The descriptor closo indicates that the molecule is formally derived (by B-to-C+ replacement) from a borane of stoichiometry and charge [BnHn]2− (n = 12 for known carborane acids).[25] The cagelike structure formed by the 11 boron atoms and 1 carbon atom allows the electrons to be highly delocalized through the 3D cage (the special stabilization of the carborane system has been termed "σ-aromaticity"), and the high energy required to disrupt the boron cluster portion of the molecule is what gives the anion its remarkable stability.[25] Because the anion is extremely stable, it will not behave as a nucleophile toward the protonated substrate, while the acid itself is completely non-oxidizing, unlike the Lewis acidic components of many superacids like antimony pentafluoride.
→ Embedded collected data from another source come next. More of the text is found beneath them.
// ABOUTME: Competing quadratic and linear fits of VCO2 on VO2 over a full sample
// ABOUTME: First pipeline stage; any regression failure is attributed to curve fitting
//
// SPDX-License-Identifier: MIT OR Apache-2.0
// Copyright (c) 2025 The gasex Developers

use super::regression::{PolynomialRegression, RegressionModel};
use gasex_core::constants::fitting;
use gasex_core::{AnalysisStage, Sample, ThresholdError, ThresholdResult};
use serde::Serialize;
use tracing::debug;

/// Quadratic and linear models fit over the whole sample
#[derive(Debug, Clone, PartialEq, Serialize)]
pub struct CurveFits {
    /// `VCO2 = a·VO2² + b·VO2 + c`
    pub quadratic: RegressionModel,
    /// `VCO2 = m·VO2 + C`
    pub linear: RegressionModel,
}

/// Fits the competing curve models
#[derive(Debug, Clone, Copy, Default)]
pub struct CurveFitter {
    regression: PolynomialRegression,
}

impl CurveFitter {
    /// Create a fitter around a configured regression
    #[must_use]
    pub const fn new(regression: PolynomialRegression) -> Self {
        Self { regression }
    }

    /// Fit both models to the sample's (VO2, VCO2) pairs
    ///
    /// # Errors
    ///
    /// Returns `ThresholdError::DegenerateFit` at the curve-fitting stage when
    /// the sample has fewer than three points or VO2 is (near-)constant.
    pub fn fit(&self, sample: &Sample) -> ThresholdResult<CurveFits> {
        if sample.len() < fitting::MIN_QUADRATIC_POINTS {
            return Err(ThresholdError::degenerate(
                AnalysisStage::CurveFitting,
                format!(
                    "quadratic fit needs at least {} points, sample has {}",
                    fitting::MIN_QUADRATIC_POINTS,
                    sample.len()
                ),
            ));
        }

        let quadratic = self
            .regression
            .fit_quadratic(sample.vo2(), sample.vco2())
            .map_err(|e| e.at_stage(AnalysisStage::CurveFitting))?;
        let linear = self
            .regression
            .fit_linear(sample.vo2(), sample.vco2())
            .map_err(|e| e.at_stage(AnalysisStage::CurveFitting))?;

        debug!(
            a = quadratic.curvature(),
            b = quadratic.slope(),
            c = quadratic.intercept(),
            m = linear.slope(),
            intercept = linear.intercept(),
            "Fitted quadratic and linear models"
        );

        Ok(CurveFits { quadratic, linear })
    }
}
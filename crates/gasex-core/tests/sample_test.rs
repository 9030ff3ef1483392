// ABOUTME: Tests for sample construction and the error taxonomy
// ABOUTME: Alignment and finiteness checks, VO2 range, and stable error codes
//
// SPDX-License-Identifier: MIT OR Apache-2.0
// Copyright (c) 2025 The gasex Developers

#![allow(clippy::unwrap_used, clippy::expect_used, clippy::panic)]
#![allow(missing_docs)]

use gasex_core::models::sample::Observation;
use gasex_core::{AnalysisStage, ErrorCode, Sample, ThresholdError};

#[test]
fn test_misaligned_columns_rejected() {
    let err = Sample::new(vec![0.0, 10.0], vec![1.0, 2.0], vec![1.0]).unwrap_err();
    assert_eq!(err.code(), ErrorCode::InvalidSample);
    assert!(err.to_string().contains("VCO2=1"));
}

#[test]
fn test_non_finite_value_rejected() {
    let err = Sample::new(vec![0.0, 10.0], vec![1.0, f64::NAN], vec![1.0, 2.0]).unwrap_err();
    assert!(err.to_string().contains("non-finite VO2 value at row 1"));
}

#[test]
fn test_short_samples_are_representable() {
    let sample = Sample::new(vec![0.0], vec![1.0], vec![0.8]).unwrap();
    assert_eq!(sample.len(), 1);
    assert!(!sample.is_empty());
    assert!(Sample::new(vec![], vec![], vec![]).unwrap().is_empty());
}

#[test]
fn test_vo2_range_and_observations() {
    let sample = Sample::from_observations(&[
        Observation { time: 0.0, vo2: 2.0, vco2: 1.8 },
        Observation { time: 10.0, vo2: 1.0, vco2: 0.9 },
        Observation { time: 20.0, vo2: 3.5, vco2: 3.6 },
    ])
    .unwrap();

    assert_eq!(sample.vo2_range(), Some((1.0, 3.5)));
    assert_eq!(sample.observation(1).unwrap().vco2, 0.9);
    assert!(sample.observation(3).is_none());
    assert_eq!(sample.observations().map(|o| o.time).collect::<Vec<_>>(), vec![0.0, 10.0, 20.0]);
    assert_eq!(Sample::new(vec![], vec![], vec![]).unwrap().vo2_range(), None);
}

#[test]
fn test_error_codes_and_stages() {
    let degenerate = ThresholdError::degenerate(AnalysisStage::SegmentAnalysis, "upper partition empty");
    assert_eq!(degenerate.code(), ErrorCode::DegenerateFit);
    assert_eq!(degenerate.stage(), Some(AnalysisStage::SegmentAnalysis));
    assert_eq!(
        degenerate.to_string(),
        "degenerate fit during segment_analysis: upper partition empty"
    );

    let out_of_range = ThresholdError::BreakpointOutOfRange { computed: 12.0, min: 1.0, max: 10.0 };
    assert_eq!(out_of_range.stage(), Some(AnalysisStage::BreakpointLocation));

    let ingestion = ThresholdError::ingestion("a.csv", "missing column VO2");
    assert_eq!(ingestion.code().as_str(), "INGESTION_FAILED");
    assert_eq!(ingestion.stage(), None);
    assert_eq!(
        ingestion.code().description(),
        "The data source could not be read"
    );
    assert_eq!(
        out_of_range.code().description(),
        "The computed breakpoint lies outside the observed VO2 range"
    );
}
// ABOUTME: Input discovery and loading of exercise-test samples from CSV and JSON files
// ABOUTME: Directories are scanned with glob patterns and every failure is tagged with its source
//
// SPDX-License-Identifier: MIT OR Apache-2.0
// Copyright (c) 2025 The gasex Developers

//! # Ingestion
//!
//! Turns a file or directory path into [`BatchInput`]s. A file that cannot be
//! read or parsed becomes a failed input rather than an error, so one bad file
//! never hides the others.

/// Tabular CSV input
pub mod csv_source;

/// JSON column-array input
pub mod json_source;

use gasex_core::{Sample, ThresholdError, ThresholdResult};
use gasex_intelligence::BatchInput;
use glob::{glob_with, MatchOptions};
use std::path::{Path, PathBuf};
use tracing::{debug, info};

/// Supported input file formats
#[derive(Debug, Clone, Copy, PartialEq, Eq)]
pub enum InputFormat {
    /// Comma separated values with a header row
    Csv,
    /// Object of `t`, `VO2`, `VCO2` arrays
    Json,
}

impl InputFormat {
    /// Glob patterns scanned in directories
    pub const PATTERNS: [&'static str; 2] = ["*.csv", "*.json"];

    /// Detect the format from a file extension (case-insensitive)
    #[must_use]
    pub fn from_path(path: &Path) -> Option<Self> {
        let extension = path.extension()?.to_str()?.to_ascii_lowercase();
        match extension.as_str() {
            "csv" => Some(Self::Csv),
            "json" => Some(Self::Json),
            _ => None,
        }
    }
}

/// Source identifier for a path: its file name, or the full path when it has none
#[must_use]
pub fn source_id(path: &Path) -> String {
    path.file_name().map_or_else(
        || path.display().to_string(),
        |name| name.to_string_lossy().into_owned(),
    )
}

/// Resolve an input path to the files it names, sorted by path
///
/// # Errors
///
/// Returns `ThresholdError::Ingestion` if the path does not exist or the
/// directory cannot be scanned.
pub fn discover_inputs(path: &Path) -> ThresholdResult<Vec<PathBuf>> {
    if path.is_file() {
        return Ok(vec![path.to_path_buf()]);
    }
    if !path.is_dir() {
        return Err(ThresholdError::ingestion(
            path.display().to_string(),
            "no such file or directory",
        ));
    }

    let options = MatchOptions {
        case_sensitive: false,
        ..MatchOptions::new()
    };

    let mut files = Vec::new();
    for pattern in InputFormat::PATTERNS {
        let pattern = path.join(pattern);
        let entries = glob_with(&pattern.to_string_lossy(), options)
            .map_err(|e| ThresholdError::ingestion(path.display().to_string(), e))?;
        for entry in entries {
            let file =
                entry.map_err(|e| ThresholdError::ingestion(path.display().to_string(), e))?;
            if file.is_file() {
                files.push(file);
            }
        }
    }
    files.sort();
    files.dedup();

    info!(
        directory = %path.display(),
        files = files.len(),
        "Searching for data files"
    );
    Ok(files)
}

/// Load one sample, choosing the parser from the file extension
///
/// # Errors
///
/// Returns `ThresholdError::Ingestion` for unreadable, unparsable or
/// unsupported files, and `ThresholdError::InvalidSample` for misaligned or
/// non-finite data.
pub fn load_sample(path: &Path) -> ThresholdResult<Sample> {
    match InputFormat::from_path(path) {
        Some(InputFormat::Csv) => csv_source::read_path(path),
        Some(InputFormat::Json) => json_source::read_path(path),
        None => Err(ThresholdError::ingestion(
            source_id(path),
            "unsupported file type (expected .csv or .json)",
        )),
    }
}

/// Discover and load every input under `path`
///
/// # Errors
///
/// Only discovery failures are returned; per-file load failures are carried
/// inside the corresponding [`BatchInput`].
pub fn load_inputs(path: &Path) -> ThresholdResult<Vec<BatchInput>> {
    let files = discover_inputs(path)?;
    Ok(files
        .iter()
        .map(|file| {
            let source = source_id(file);
            debug!(source = %source, path = %file.display(), "Processing file");
            match load_sample(file) {
                Ok(sample) => BatchInput::loaded(source, sample),
                Err(e) => BatchInput::failed(source, e),
            }
        })
        .collect())
}
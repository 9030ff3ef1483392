// ABOUTME: Tests for the text table and JSON summary of a batch
// ABOUTME: Failed sources must be listed with their error and no numeric fields
//
// SPDX-License-Identifier: MIT OR Apache-2.0
// Copyright (c) 2025 The gasex Developers

#![allow(clippy::unwrap_used, clippy::expect_used, clippy::panic)]
#![allow(missing_docs)]

mod common;

use gasex::report::{self, Summary};
use gasex::{BatchInput, BatchReport, GasExchangeAnalyzer, Runner, Sample, ThresholdConfig};
use tempfile::TempDir;

fn sample(rows: &[(f64, f64, f64)]) -> Sample {
    Sample::new(
        rows.iter().map(|r| r.0).collect(),
        rows.iter().map(|r| r.1).collect(),
        rows.iter().map(|r| r.2).collect(),
    )
    .unwrap()
}

fn mixed_report() -> BatchReport {
    let inputs = vec![
        BatchInput::loaded("piecewise.csv", sample(&common::piecewise_rows())),
        BatchInput::loaded("short.csv", sample(&common::piecewise_rows()[..2])),
    ];
    Runner::new(GasExchangeAnalyzer::default()).run(inputs).report
}

#[test]
fn test_table_lists_successes_then_failures() {
    let table = report::render_table(&mixed_report());
    let lines: Vec<&str> = table.lines().collect();

    assert!(lines[0].starts_with("File"));
    assert!(lines[0].contains("GET"));
    assert!(lines[0].contains("Timestamp"));
    assert!(lines[0].ends_with("Slope difference"));
    assert!(lines[1].starts_with("----"));
    assert!(lines[2].starts_with("piecewise.csv"));
    assert!(lines[2].contains(" 5 "));
    assert!(lines[2].contains(" 40 "));
    assert!(lines[2].ends_with("1.0000"));

    assert!(table.contains("Failed (1):"));
    assert!(table.contains("short.csv: [DEGENERATE_FIT]"));
    assert!(table.contains("    A regression was underdetermined or numerically singular\n"));
}

#[test]
fn test_summary_rows_null_numbers_for_failures() {
    let summary = Summary::new(&mixed_report(), ThresholdConfig::default());
    assert_eq!(summary.total, 2);
    assert_eq!(summary.succeeded, 1);
    assert_eq!(summary.failed, 1);

    let value: serde_json::Value = serde_json::from_str(&summary.to_json().unwrap()).unwrap();
    let rows = value["rows"].as_array().unwrap();

    assert_eq!(rows[0]["file"], "piecewise.csv");
    assert_eq!(rows[0]["GET"], 5.0);
    assert_eq!(rows[0]["timestamp"], 40.0);
    assert!(rows[0]["error"].is_null());

    assert_eq!(rows[1]["file"], "short.csv");
    assert!(rows[1]["GET"].is_null());
    assert!(rows[1]["slope_difference"].is_null());
    assert_eq!(rows[1]["error_code"], "DEGENERATE_FIT");
    assert_eq!(
        rows[1]["error_description"],
        "A regression was underdetermined or numerically singular"
    );
    assert!(rows[0]["error_description"].is_null());
    assert!(rows[1]["error"].as_str().unwrap().contains("curve_fitting"));

    assert!(value["generated_at"].is_string());
    assert_eq!(value["config"]["out_of_range_policy"], "flag");
}

#[test]
fn test_summary_written_to_file() {
    let dir = TempDir::new().unwrap();
    let path = dir.path().join("summary.json");

    Summary::new(&mixed_report(), ThresholdConfig::default())
        .write_to(&path)
        .unwrap();

    let value: serde_json::Value =
        serde_json::from_str(&std::fs::read_to_string(&path).unwrap()).unwrap();
    assert_eq!(value["rows"].as_array().unwrap().len(), 2);
}

#[test]
fn test_summary_to_unwritable_path_fails() {
    let dir = TempDir::new().unwrap();
    let path = dir.path().join("missing").join("summary.json");

    let err = Summary::new(&mixed_report(), ThresholdConfig::default())
        .write_to(&path)
        .unwrap_err();
    assert!(err.to_string().contains("summary.json"));
}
Hence, sensitive molecules like C60 can be protonated without decomposition.[26][27]
There are many proposed applications for the boron-based carborane acids. For instance, they have been proposed as catalysts for hydrocarbon cracking and isomerization of n-alkanes to form branched isoalkanes ("isooctane", for example). Carborane acids may also be used as strong, selective Brønsted acids for fine chemical synthesis, where the low nucleophilicity of the counteranion may be advantageous. In mechanistic organic chemistry, they may be used in the study of reactive cationic intermediates.[28] In inorganic synthesis, their unparalleled acidity may allow for the isolation of exotic species like salts of protonated xenon.[18][19][29]